È la prima vera, profonda crisi della presidenza Agnelli. Non solo perché La Juventus è incappata nella terza eliminazione di fila in Europa contro squadre dal fatturato e dalle rose nettamente inferiori o perché per la priva volta che in campo sembrava esserci una squadra più solida non ha portato a casa i tre punti contro il Benevento, ma per tutta una serie di motivi che non direttamente hanno a che fare con i risultati. Il ciclo dell’ossatura del gruppo è evidentemente giunto al termine e, inoltre, la società due estati fa si è fermata ad un bivio esistenziale: provare a rinnovare il proprio DNA, proseguendo sulla via di allenatori dal gioco offensivo o tornare indietro. Si tratta di una questione di identità che ha sempre permesso alla Vecchia Signora di arrivare ai successi a cui è giunta.
Sacrificare i due grandi mantra juventini – “vincere è l’unica cosa che conta” e “la Juve è condannata alla vittoria ogni anno” – in favore di una nuova visione rischiosa e molto lenta a portare risultati, non convince proprio tutti. Ci sono già quelli che chiedono la testa di Paratici, di Nedved, di chiunque abbia voluto fare il passo più lungo della gamba. Cosa fare dunque? Confermare o no Andrea Pirlo? Per una questione di progetti, per una svolta filosofica, direi di sì. Confermare Pirlo significherebbe acquisire credibilità nel voler proseguire un percorso. Vero è che Pirlo è un tecnico senza esperienza, che la dirigenza si è praticamente inventato e per cui ha speso parole poco fraintendibili: “predestinato”, “le sue idee ci hanno convinto”, “scelta naturale”. Non esistono scusanti di incompatibilità con l’ambiente, dal momento che è stato scelto anche perché “sa cos’è la Juve”. La Juventus non deve confermare Pirlo solo per coerenza o per imitare gli esempi virtuosi che il calcio europeo presenta, ma principalmente per proseguire in quel cambio di rotta avviato, per cambiare finalmente la propria impostazione filosofica. Per certi versi, “Vincere è l’unica cosa che conta” si è dimostrato empiricamente falso. Mettiamola così, se per imparare a vincere di più, fosse utile imparare anche a perdere di più? Nella storia della Vecchia Signora non è mai esistito momento più propizio per rischiare. Pirlo ha il fascino della cabala, ma ciò che serve agli juventini è un’immersione nella realtà. Non è possibile veder vincere così tanto e lamentarsi al primo periodo di reflusso. Il progetto è ai suoi inizi, le idee su come dovrebbe proseguire sono chiare e non verrà interrotto al termine della stagione. In altre parole: gli juventini si preparino, sarà lunga.

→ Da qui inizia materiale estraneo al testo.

use crate::commands::{read_payload, resolve_path};
use anyhow::{anyhow, Result};
use clap::Args;
use colored::Colorize;
use cyclenotes_compiler_html::{parse_fragment, print_html, Hydrator, PrintOptions};
use std::fs;

#[derive(Debug, Args)]
pub struct HydrateArgs {
    /// Exported note HTML (`-` for stdin)
    pub input: String,

    /// Voter identity used for rendering and votes
    #[arg(long, default_value = "")]
    pub voter: String,

    /// Toggle a vote, as WIDGET:OPTION_UID
    #[arg(long)]
    pub vote: Vec<String>,

    /// Output file (defaults to stdout)
    #[arg(short, long)]
    pub out: Option<String>,
}

pub fn hydrate(args: HydrateArgs, cwd: &str) -> Result<()> {
    let html = read_payload(&args.input, cwd)?;
    let mut nodes = parse_fragment(&html);

    let mut hydrator = Hydrator::with_voter(args.voter.clone());
    let report = hydrator.hydrate(&mut nodes);

    eprintln!(
        "{} {} polls ({} already hydrated)",
        "Hydrated".bright_blue().bold(),
        report.mounted.len(),
        report.skipped
    );
    for failure in &report.failed {
        eprintln!("  {} {}", "✗".red(), failure.to_string().red());
    }

    for vote in &args.vote {
        let (widget_id, option_uid) = parse_vote(vote)?;
        let voted = hydrator.toggle_vote(&mut nodes, widget_id, option_uid, &args.voter)?;
        let verb = if voted { "Voted" } else { "Unvoted" };
        eprintln!("  {} {} {}", "✓".green(), verb, option_uid);
    }

    let output = print_html(&nodes, &PrintOptions::default());
    match &args.out {
        Some(out) => fs::write(resolve_path(out, cwd), output)?,
        None => println!("{}", output),
    }

    Ok(())
}

fn parse_vote(raw: &str) -> Result<(usize, &str)> {
    let (widget, option) = raw
        .split_once(':')
        .ok_or_else(|| anyhow!("Invalid vote '{}'. Use WIDGET:OPTION_UID", raw))?;
    let widget_id = widget
        .parse()
        .map_err(|_| anyhow!("Invalid widget id '{}'", widget))?;
    Ok((widget_id, option))
}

La Juventus può permettersi di aspettare Pirlo?
“È un buon allenatore?”, già solo la presenza della domanda è un problema.
Guardiamo all’ultima partita col Benevento: per la prima volta da molto tempo, Pirlo ha avuto una settimana di tempo per preparare la gara. Il risultato però è stato che la Juve è ricaduta nel medesimo problema, dimostrando di non avere le idee chiare su come vorrebbe attaccare o difendere. Insomma, se hai un allenatore con un’idea chiara, puoi vincere o perdere, ma resti fedele ad una precisa direzione di manovra. Però Pirlo non sembra averla, magari alla fine della stagione i conti quadreranno su più fronti, però nelle partite in cui era richiesto uno sforzo, quali quello di attaccare una difesa schierata, di risolvere una situazione tattica svantaggiosa, l’unica soluzione è sempre sembrata quella un po’ casuale di mandare palla avanti e stare a guardare.
Se è un dato di fatto che la Juve debba passare da un ciclo all’altro, non è detto che questa transizione debba passare da un allenatore rivoluzionario ad oggi solo in teoria. A cambiare deve essere la filosofia della Juventus e, per dimostrare una mentalità diversa, serve un allenatore con la capacità di influenzare anche delle scelte societarie che dovranno arrivare in un prossimo futuro. In conclusione, la scelta di Pirlo è stata in realtà una non-scelta, perché, dopo aver fatto marcia indietro su Sarri, la dirigenza ha preferito lasciare in stand-by il futuro della squadra optando per un allenatore con un profilo importante. Obiettivamente nel calcio non esiste un algoritmo che possa rendere più semplice il lavoro di chi decide, e altrettanto bisogna ammettere che gli errori recenti sono stati commessi dalle stesse persone che ad un certo punto si erano mostrati in grado solo di fare scelte giuste, quelle che hanno portato alla vittoria di nove scudetti.